La didattica a distanza con la sua frenesia contenutistica incalzante aggiunge inutilmente stress e sottrae tempi ed energie da investire in un percorso di formazione più autentico e gratificante, che ogni bambino se opportunamente supportato potrebbe intraprendere e percorrere da solo. L’impossibilità di tornare alla scuola com’era prima del Covid può aprire la strada alla creazione di una rete educativa diversa, se si supera quella colonizzazione dell’immaginario prodotta dalla scolarizzazione della società di cui parlava Ivan Illich».

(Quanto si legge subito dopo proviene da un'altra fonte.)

//! Server configuration.

use std::path::Path;
use std::time::Duration;

use anyhow::{Context, Result};
use serde::{Deserialize, Serialize};

/// Server configuration file (`lens-server.toml`).
#[derive(Debug, Clone, PartialEq, Serialize, Deserialize)]
#[serde(default)]
pub struct ServerConfig {
    /// Address to bind.
    pub host: String,

    /// Port to listen on.
    pub port: u16,

    /// Visual-match provider base URL.
    pub provider_url: String,

    /// Provider API key.
    pub api_key: String,

    /// Country code sent upstream.
    pub gl: String,

    /// Language code sent upstream.
    pub hl: String,

    /// Budget for one upstream call. Kept below the client's own timeout
    /// so the client sees our 500 rather than its own timeout.
    pub upstream_timeout_secs: u64,
}

impl Default for ServerConfig {
    fn default() -> Self {
        Self {
            host: "0.0.0.0".to_string(),
            port: 8080,
            provider_url: "https://serpapi.com".to_string(),
            api_key: String::new(),
            gl: "us".to_string(),
            hl: "en".to_string(),
            upstream_timeout_secs: 35,
        }
    }
}

impl ServerConfig {
    /// Load config from a TOML file.
    pub fn load(path: impl AsRef<Path>) -> Result<Self> {
        let path = path.as_ref();
        let content = std::fs::read_to_string(path)
            .with_context(|| format!("Failed to read config file: {}", path.display()))?;
        toml::from_str(&content)
            .with_context(|| format!("Failed to parse TOML config: {}", path.display()))
    }

    /// Overlay `PORT`, `PRICELENS_API_KEY` and `PRICELENS_PROVIDER_URL`.
    pub fn apply_env(self) -> Result<Self> {
        self.apply_env_from(|key| std::env::var(key).ok())
    }

    pub fn apply_env_from(mut self, lookup: impl Fn(&str) -> Option<String>) -> Result<Self> {
        let get = |key: &str| lookup(key).map(|v| v.trim().to_string()).filter(|v| !v.is_empty());

        if let Some(port) = get("PORT") {
            self.port = port
                .parse()
                .with_context(|| format!("PORT is not a valid port: {}", port))?;
        }
        if let Some(key) = get("PRICELENS_API_KEY") {
            self.api_key = key;
        }
        if let Some(url) = get("PRICELENS_PROVIDER_URL") {
            self.provider_url = url;
        }
        Ok(self)
    }

    pub fn upstream_timeout(&self) -> Duration {
        Duration::from_secs(self.upstream_timeout_secs)
    }

    pub fn bind_addr(&self) -> String {
        format!("{}:{}", self.host, self.port)
    }
}

#[cfg(test)]
mod tests {
    use super::*;
    use std::collections::HashMap;

    #[test]
    fn test_defaults() {
        let config = ServerConfig::default();
        assert_eq!(config.port, 8080);
        assert_eq!(config.upstream_timeout(), Duration::from_secs(35));
        assert_eq!(config.bind_addr(), "0.0.0.0:8080");
    }

    #[test]
    fn test_load_partial_toml() {
        let dir = tempfile::tempdir().unwrap();
        let path = dir.path().join("lens-server.toml");
        std::fs::write(&path, "api_key = \"abc\"\nport = 9000\n").unwrap();

        let config = ServerConfig::load(&path).unwrap();
        assert_eq!(config.api_key, "abc");
        assert_eq!(config.port, 9000);
        assert_eq!(config.gl, "us");
    }

    #[test]
    fn test_load_missing_file_has_context() {
        let err = ServerConfig::load("/no/such/lens-server.toml").unwrap_err();
        assert!(format!("{:#}", err).contains("Failed to read config file"));
    }

    #[test]
    fn test_env_overrides() {
        let vars: HashMap<&str, &str> = [("PORT", "3001"), ("PRICELENS_API_KEY", "env-key")]
            .into_iter()
            .collect();
        let config = ServerConfig::default()
            .apply_env_from(|k| vars.get(k).map(|v| v.to_string()))
            .unwrap();
        assert_eq!(config.port, 3001);
        assert_eq!(config.api_key, "env-key");

        let bad = ServerConfig::default().apply_env_from(|k| (k == "PORT").then(|| "http".to_string()));
        assert!(bad.is_err());
    }
}
impl SearchOrchestrator {
    pub fn new(
        extractor: QueryExtractor,
        shopping: ShoppingSearchClient,
        library: Arc<LibraryStore>,
    ) -> Self {
        Self {
            extractor,
            shopping,
            library,
            observer: Arc::new(NoopObserver),
            in_flight: AtomicBool::new(false),
            state: Mutex::new(OrchestratorState::default()),
        }
    }

    /// Wire up the reqwest-backed clients from one configuration.
    pub fn from_config(config: SearchConfig, library: Arc<LibraryStore>, diagnostics: Diagnostics) -> Self {
        let images = ImageSearchClient::new(&config, diagnostics.clone());
        let extractor = QueryExtractor::new(
            Arc::new(images),
            config.recognition_timeout(),
            diagnostics.clone(),
        );
        let shopping = ShoppingSearchClient::new(config, diagnostics);
        Self::new(extractor, shopping, library)
    }

    pub fn with_observer(mut self, observer: Arc<dyn SearchObserver>) -> Self {
        self.observer = observer;
        self
    }

    pub fn library(&self) -> &Arc<LibraryStore> {
        &self.library
    }

    pub fn phase(&self) -> SearchPhase {
        self.lock().phase
    }

    /// The query currently shown to the user.
    pub fn search_term(&self) -> String {
        self.lock().search_term.clone()
    }

    /// Results of the last successful search.
    pub fn current_results(&self) -> Option<SearchResultSet> {
        self.lock().results.clone()
    }

    pub async fn submit(&self, input: SearchInput) -> Result<SearchOutcome, SearchError> {
        self.submit_with(input, SearchOptions::default()).await
    }

    /// Run one search. Fails with [`SearchError::Busy`] if one is running.
    pub async fn submit_with(
        &self,
        input: SearchInput,
        options: SearchOptions,
    ) -> Result<SearchOutcome, SearchError> {
        let _guard = InFlight::acquire(self)?;
        input.validate()?;

        self.set_phase(SearchPhase::Searching);
        let outcome = self.run(&input, options).await;

        match &outcome {
            Ok(done) => {
                tracing::info!(
                    query = %done.query,
                    count = done.results.len(),
                    synthetic = done.results.is_synthetic_data,
                    "search succeeded"
                );
                self.set_phase(SearchPhase::Succeeded);
            }
            Err(e) => {
                tracing::warn!(error = %e, "search failed");
                self.set_phase(SearchPhase::Failed);
            }
        }
        self.set_phase(SearchPhase::Idle);
        outcome
    }

    async fn run(&self, input: &SearchInput, mut options: SearchOptions) -> Result<SearchOutcome, SearchError> {
        if matches!(input, SearchInput::Image(_)) {
            self.observer.on_notice(&Notice::AnalyzingImage);
        }

        let derived: DerivedQuery = self.extractor.derive_query(input, options.mock).await?;
        self.lock().search_term = derived.query.clone();
        self.observer.on_query_derived(&derived.query);

        options.is_book = options.is_book || derived.is_book;
        let mut results = self.shopping.search_with(&derived.query, &options).await;

        if results.is_empty() {
            tracing::warn!(query = %derived.query, "no results, retrying with generic demo query");
            let retry = SearchOptions {
                is_book: false,
                ..options.clone()
            }
            .with_mock(true);
            results = self.shopping.search_with(GENERIC_QUERY, &retry).await;
        }
        if results.is_empty() {
            return Err(SearchError::NoResults(derived.query));
        }

        if results.is_synthetic_data {
            let reason = results
                .fallback_reason
                .clone()
                .unwrap_or_else(|| "demo data".to_string());
            self.observer.on_notice(&Notice::UsingDemoData { reason });
        }

        let search_type = input.search_type();
        let history_entry = derived
            .is_meaningful()
            .then(|| self.library.add_history(&derived.query, search_type));

        self.lock().results = Some(results.clone());
        self.observer.on_results(&results);
        self.observer
            .on_notice(&Notice::SearchCompleted { count: results.len() });

        Ok(SearchOutcome {
            query: derived.query,
            results,
            search_type,
            history_entry,
        })
    }

    fn set_phase(&self, phase: SearchPhase) {
        self.lock().phase = phase;
        self.observer.on_phase(phase);
    }

    fn lock(&self) -> MutexGuard<'_, OrchestratorState> {
        self.state.lock().unwrap_or_else(|p| p.into_inner())
    }
}
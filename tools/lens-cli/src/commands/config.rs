//! Configuration and preference commands.

use anyhow::{bail, Result};
use lens_search::{Preferences, SearchConfig};
use serde::Serialize;

use super::{ConfigArgs, ConfigCommand};
use crate::context::Context;

/// Run the config command.
pub async fn run(args: ConfigArgs, ctx: &Context) -> Result<()> {
    match args.command {
        ConfigCommand::Show => show_config(ctx),
        ConfigCommand::Proxy { index } => select_proxy(index, ctx),
        ConfigCommand::Mock { state } => set_mock(&state, ctx),
        ConfigCommand::Path => show_paths(ctx),
        ConfigCommand::Init { force } => init_config(force, ctx),
    }
}

/// Effective configuration with the API key masked.
#[derive(Serialize)]
struct ConfigView {
    config_file: Option<String>,
    data_dir: String,
    user: Option<String>,
    search: SearchConfig,
    preferences: Preferences,
}

fn show_config(ctx: &Context) -> Result<()> {
    let mut search = ctx.search_config();
    search.api_key = mask_secret(&search.api_key);
    search.proxy_api_key = search.proxy_api_key.as_deref().map(mask_secret);

    let view = ConfigView {
        config_file: ctx.config_path.as_ref().map(|p| p.display().to_string()),
        data_dir: ctx.data_dir().display().to_string(),
        user: ctx.library.scope().identity_id().map(|id| id.to_string()),
        search,
        preferences: ctx.preferences(),
    };

    if ctx.output.is_json() {
        ctx.output.json(&view);
        return Ok(());
    }

    ctx.output.header("Current Configuration");
    ctx.output
        .kv("config file", view.config_file.as_deref().unwrap_or("(defaults)"));
    ctx.output.kv("data dir", &view.data_dir);
    ctx.output.kv("user", view.user.as_deref().unwrap_or("(anonymous)"));

    let search = &view.search;
    ctx.output.info("");
    ctx.output.info("[search]");
    ctx.output.kv("provider_url", &search.provider_url);
    ctx.output.kv("api_key", &search.api_key);
    ctx.output.kv("api_base", &search.api_base);
    ctx.output.kv("gl / hl", &format!("{} / {}", search.gl, search.hl));
    ctx.output.kv("mock_mode", &search.mock_mode.to_string());
    ctx.output.kv("default_limit", &search.default_limit.to_string());
    ctx.output.kv(
        "timeouts",
        &format!(
            "search {}s, image {}s, recognition {}s",
            search.search_timeout_secs, search.image_timeout_secs, search.recognition_timeout_secs
        ),
    );

    ctx.output.info("");
    ctx.output.info("[relays]");
    if !search.proxy_enabled {
        ctx.output.kv("status", "disabled (direct requests)");
    }
    let selected = search.selected_proxy();
    for (index, proxy) in search.proxies.iter().enumerate() {
        let marker = if selected == Some(proxy.as_str()) { "*" } else { " " };
        ctx.output.list_item(&format!("{} [{}] {}", marker, index, proxy));
    }
    Ok(())
}

fn select_proxy(index: usize, ctx: &Context) -> Result<()> {
    let config = ctx.search_config();
    let Some(proxy) = config.proxies.get(index) else {
        bail!(
            "No relay at index {} ({} configured)",
            index,
            config.proxies.len()
        );
    };

    Preferences {
        selected_proxy_index: Some(index),
        use_mock_data: None,
    }
    .save(&ctx.cache)?;

    if ctx.output.is_json() {
        ctx.output
            .json(&serde_json::json!({ "selectedProxyIndex": index, "proxy": proxy }));
    } else {
        ctx.output.success(&format!("Using relay [{}] {}", index, proxy));
    }
    Ok(())
}

fn set_mock(state: &str, ctx: &Context) -> Result<()> {
    let enabled = match state {
        "on" => true,
        "off" => false,
        other => bail!("Expected 'on' or 'off', got '{}'", other),
    };

    Preferences {
        selected_proxy_index: None,
        use_mock_data: Some(enabled),
    }
    .save(&ctx.cache)?;

    if ctx.output.is_json() {
        ctx.output.json(&serde_json::json!({ "useMockData": enabled }));
    } else if enabled {
        ctx.output.success("Demo data enabled; searches will not contact the provider");
    } else {
        ctx.output.success("Demo data disabled");
    }
    Ok(())
}

fn show_paths(ctx: &Context) -> Result<()> {
    let config_file = ctx.config_file();
    let data_dir = ctx.data_dir();

    if ctx.output.is_json() {
        ctx.output.json(&serde_json::json!({
            "configFile": config_file.display().to_string(),
            "configExists": config_file.is_file(),
            "dataDir": data_dir.display().to_string(),
        }));
        return Ok(());
    }

    let exists = if config_file.is_file() { "" } else { " (not created)" };
    ctx.output
        .kv("config file", &format!("{}{}", config_file.display(), exists));
    ctx.output.kv("data dir", &data_dir.display().to_string());
    Ok(())
}

fn init_config(force: bool, ctx: &Context) -> Result<()> {
    let path = ctx.config_file();
    if path.exists() && !force {
        bail!(
            "Config file already exists: {} (use --force to overwrite)",
            path.display()
        );
    }
    if let Some(parent) = path.parent() {
        std::fs::create_dir_all(parent)?;
    }

    ctx.config.save(&path)?;

    if ctx.output.is_json() {
        ctx.output
            .json(&serde_json::json!({ "created": path.display().to_string() }));
    } else {
        ctx.output.success(&format!("Wrote {}", path.display()));
    }
    Ok(())
}

/// Keep the last four characters of a secret.
fn mask_secret(secret: &str) -> String {
    let chars: Vec<char> = secret.chars().collect();
    match chars.len() {
        0 => String::new(),
        n if n <= 4 => "*".repeat(n),
        n => format!("{}{}", "*".repeat(n - 4), chars[n - 4..].iter().collect::<String>()),
    }
}

#[cfg(test)]
mod tests {
    use super::*;
    use crate::config::CliConfig;
    use crate::context::tests::context;
    use tempfile::TempDir;

    #[test]
    fn test_mask_secret() {
        assert_eq!(mask_secret(""), "");
        assert_eq!(mask_secret("abc"), "***");
        assert_eq!(mask_secret("secret-key-1234"), "***********1234");
    }

    #[tokio::test]
    async fn test_proxy_selection_is_persisted() {
        let dir = TempDir::new().unwrap();
        let ctx = context(&dir, None);

        run(ConfigArgs { command: ConfigCommand::Proxy { index: 2 } }, &ctx)
            .await
            .unwrap();
        assert_eq!(ctx.preferences().selected_proxy_index, Some(2));
        assert_eq!(context(&dir, None).search_config().proxy_index, 2);
    }

    #[tokio::test]
    async fn test_proxy_out_of_range_is_rejected() {
        let dir = TempDir::new().unwrap();
        let ctx = context(&dir, None);

        let err = run(ConfigArgs { command: ConfigCommand::Proxy { index: 7 } }, &ctx)
            .await
            .unwrap_err();
        assert!(err.to_string().contains("No relay at index 7"));
        assert_eq!(ctx.preferences().selected_proxy_index, None);
    }

    #[tokio::test]
    async fn test_mock_toggle_keeps_proxy_choice() {
        let dir = TempDir::new().unwrap();
        let ctx = context(&dir, None);

        run(ConfigArgs { command: ConfigCommand::Proxy { index: 1 } }, &ctx)
            .await
            .unwrap();
        run(
            ConfigArgs {
                command: ConfigCommand::Mock { state: "on".into() },
            },
            &ctx,
        )
        .await
        .unwrap();

        let prefs = ctx.preferences();
        assert_eq!(prefs.selected_proxy_index, Some(1));
        assert_eq!(prefs.use_mock_data, Some(true));
        assert!(ctx.search_config().mock_mode);
    }

    #[tokio::test]
    async fn test_init_writes_and_refuses_overwrite() {
        let dir = TempDir::new().unwrap();
        let path = dir.path().join("pricelens.toml");
        let mut ctx = context(&dir, None);
        ctx.config_path = Some(path.clone());
        ctx.config.search.default_limit = 4;

        run(ConfigArgs { command: ConfigCommand::Init { force: false } }, &ctx)
            .await
            .unwrap();
        assert_eq!(CliConfig::load(&path).unwrap().search.default_limit, 4);

        assert!(run(ConfigArgs { command: ConfigCommand::Init { force: false } }, &ctx)
            .await
            .is_err());
        run(ConfigArgs { command: ConfigCommand::Init { force: true } }, &ctx)
            .await
            .unwrap();
    }
}
//! HTTP client utilities for PriceLens.
//!
//! A small request/response model on top of a pluggable [`HttpTransport`].
//! Every [`FetchClient`] is tagged with the [`Upstream`] it talks to, which
//! picks its timeout budget and names it in logs.
//!
//! # Example
//!
//! ```rust,ignore
//! use lens_data::{FetchClient, Upstream};
//!
//! let client = FetchClient::reqwest(Upstream::ImageEndpoint)
//!     .with_base_url("http://localhost:8080/api");
//!
//! let response = client
//!     .post("/google-lens")
//!     .json(&serde_json::json!({ "imageUrl": image_url }))?
//!     .send()
//!     .await?;
//! ```

mod error;
mod request;
mod response;
mod timeout;
mod transport;
mod upstream;

pub use error::FetchError;
pub use request::{Method, RequestBuilder};
pub use response::Response;
pub use timeout::TimeoutConfig;
pub use transport::{HttpTransport, ReqwestTransport};
pub use upstream::Upstream;

use std::collections::HashMap;
use std::sync::Arc;
use std::time::Instant;

/// HTTP client for making outbound requests to one upstream.
#[derive(Clone)]
pub struct FetchClient {
    transport: Arc<dyn HttpTransport>,
    upstream: Upstream,
    timeouts: TimeoutConfig,
    base_url: Option<String>,
    default_headers: HashMap<String, String>,
}

impl FetchClient {
    /// Create a client over the given transport.
    pub fn new(transport: Arc<dyn HttpTransport>, upstream: Upstream) -> Self {
        Self {
            transport,
            upstream,
            timeouts: upstream.timeouts(),
            base_url: None,
            default_headers: HashMap::new(),
        }
    }

    /// Create a client over a fresh [`ReqwestTransport`].
    pub fn reqwest(upstream: Upstream) -> Self {
        Self::reqwest_with_timeouts(upstream, upstream.timeouts())
    }

    /// Create a client over a fresh [`ReqwestTransport`] whose connect
    /// timeout comes from `timeouts`.
    pub fn reqwest_with_timeouts(upstream: Upstream, timeouts: TimeoutConfig) -> Self {
        Self::new(Arc::new(ReqwestTransport::new(timeouts.connect)), upstream).with_timeouts(timeouts)
    }

    /// Create a client with a base URL that will be prepended to relative paths.
    pub fn with_base_url(mut self, base_url: impl Into<String>) -> Self {
        self.base_url = Some(base_url.into());
        self
    }

    /// Override the upstream's default timeouts.
    pub fn with_timeouts(mut self, timeouts: TimeoutConfig) -> Self {
        self.timeouts = timeouts;
        self
    }

    /// Add a default header that will be included in all requests.
    pub fn with_default_header(
        mut self,
        key: impl Into<String>,
        value: impl Into<String>,
    ) -> Self {
        self.default_headers.insert(key.into(), value.into());
        self
    }

    pub fn upstream(&self) -> Upstream {
        self.upstream
    }

    pub fn timeouts(&self) -> TimeoutConfig {
        self.timeouts
    }

    /// Create a GET request.
    pub fn get(&self, url: impl Into<String>) -> ClientRequestBuilder {
        self.request(Method::Get, url)
    }

    /// Create a POST request.
    pub fn post(&self, url: impl Into<String>) -> ClientRequestBuilder {
        self.request(Method::Post, url)
    }

    /// Create a request with a custom method.
    pub fn request(&self, method: Method, url: impl Into<String>) -> ClientRequestBuilder {
        let url = url.into();
        let full_url = match &self.base_url {
            Some(base) if !(url.starts_with("http://") || url.starts_with("https://")) => {
                format!("{}{}", base.trim_end_matches('/'), url)
            }
            _ => url,
        };

        let mut builder = RequestBuilder::new(method, full_url);
        for (key, value) in &self.default_headers {
            builder = builder.header(key.clone(), value.clone());
        }

        ClientRequestBuilder {
            client: self.clone(),
            builder,
        }
    }

    /// Send a prepared request, enforcing the total timeout.
    pub async fn execute(&self, request: RequestBuilder) -> Result<Response, FetchError> {
        let started = Instant::now();
        let method = request.method.as_str();
        let target = request.redacted_url();

        let outcome = tokio::time::timeout(
            self.timeouts.total,
            self.transport.execute(request, self.timeouts),
        )
        .await
        .unwrap_or(Err(FetchError::Timeout(self.timeouts.total)));

        let elapsed_ms = started.elapsed().as_millis() as u64;
        match &outcome {
            Ok(response) => tracing::debug!(
                upstream = %self.upstream,
                method,
                url = %target,
                status = response.status,
                elapsed_ms,
                "upstream call finished"
            ),
            Err(e) => tracing::debug!(
                upstream = %self.upstream,
                method,
                url = %target,
                error = %e,
                elapsed_ms,
                "upstream call failed"
            ),
        }
        outcome
    }
}

impl std::fmt::Debug for FetchClient {
    fn fmt(&self, f: &mut std::fmt::Formatter<'_>) -> std::fmt::Result {
        f.debug_struct("FetchClient")
            .field("upstream", &self.upstream)
            .field("timeouts", &self.timeouts)
            .field("base_url", &self.base_url)
            .finish_non_exhaustive()
    }
}

/// A request builder bound to a client.
pub struct ClientRequestBuilder {
    client: FetchClient,
    builder: RequestBuilder,
}

impl ClientRequestBuilder {
    /// Append a query parameter.
    pub fn query(mut self, key: impl Into<String>, value: impl Into<String>) -> Self {
        self.builder = self.builder.query(key, value);
        self
    }

    /// Add a header to the request.
    pub fn header(mut self, key: impl Into<String>, value: impl Into<String>) -> Self {
        self.builder = self.builder.header(key, value);
        self
    }

    /// Set the request body as JSON.
    pub fn json<T: serde::Serialize>(mut self, value: &T) -> Result<Self, FetchError> {
        self.builder = self.builder.json(value)?;
        Ok(self)
    }

    /// Inspect the request without sending it.
    pub fn build(self) -> RequestBuilder {
        self.builder
    }

    /// Send the request and return the response.
    pub async fn send(self) -> Result<Response, FetchError> {
        self.client.execute(self.builder).await
    }
}
//! PriceLens API server.
//!
//! Routes:
//! - `POST /api/google-lens` - visual matches for `{ "imageUrl": ... }`
//! - `GET /api/health` - liveness check
//!
//! The provider API key stays on the server; clients only ever talk to
//! these routes.

mod config;
mod routes;
mod upstream;

use std::sync::Arc;

use anyhow::{Context, Result};
use clap::Parser;
use lens_observability::{init_logging, LogConfig, LogFormat, LogLevel};

use config::ServerConfig;
use routes::AppState;
use upstream::SerpLensUpstream;

/// PriceLens API server - same-origin proxy for visual product search
#[derive(Parser)]
#[command(name = "lens-server")]
#[command(author, version, about, long_about = None)]
struct Cli {
    /// Config file path (TOML)
    #[arg(short, long)]
    config: Option<String>,

    /// Port to listen on (overrides config and PORT)
    #[arg(short, long)]
    port: Option<u16>,

    /// Enable verbose logging
    #[arg(short, long)]
    verbose: bool,

    /// Log format: human or json
    #[arg(long, default_value = "human")]
    log_format: LogFormat,
}

#[tokio::main]
async fn main() -> Result<()> {
    let cli = Cli::parse();

    let level = if cli.verbose { LogLevel::Debug } else { LogLevel::Info };
    init_logging(&LogConfig::new(level, cli.log_format)).context("Failed to initialize logging")?;

    let mut config = match cli.config.as_deref() {
        Some(path) => ServerConfig::load(path)?,
        None => ServerConfig::default(),
    }
    .apply_env()?;
    if let Some(port) = cli.port {
        config.port = port;
    }

    if config.api_key.trim().is_empty() {
        tracing::warn!("no provider API key configured; every visual match request will fail");
    }

    let state = AppState {
        upstream: Arc::new(SerpLensUpstream::new(&config)),
    };
    let app = routes::router(state);

    let addr = config.bind_addr();
    let listener = tokio::net::TcpListener::bind(&addr)
        .await
        .with_context(|| format!("Failed to bind {}", addr))?;
    tracing::info!(addr = %addr, "API server listening");

    axum::serve(listener, app)
        .with_graceful_shutdown(shutdown_signal())
        .await
        .context("Server error")?;

    tracing::info!("API server stopped");
    Ok(())
}

async fn shutdown_signal() {
    if let Err(e) = tokio::signal::ctrl_c().await {
        tracing::error!(error = %e, "failed to listen for shutdown signal");
        std::future::pending::<()>().await;
    }
    tracing::info!("shutdown signal received");
}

Elena Piffero ha conseguito un dottorato in Cooperazione internazionale e politiche per lo sviluppo sostenibile all’Università di Bologna e ha lavorato come ricercatrice in Egitto, Israele e Inghilterra. Vive in un casolare nella campagna modenese con il marito e i tre figli, e si occupa di sostenibilità nella vita quotidiana.
È un’attivista sociale e ambientale con una forte convinzione: imparare vivendo e vivere per imparare costituisce un’avventura affascinante che arricchisce l’esistenza.

Elena Piffero è autrice del libro “Io imparo da solo” (Terra Nuova Edizioni).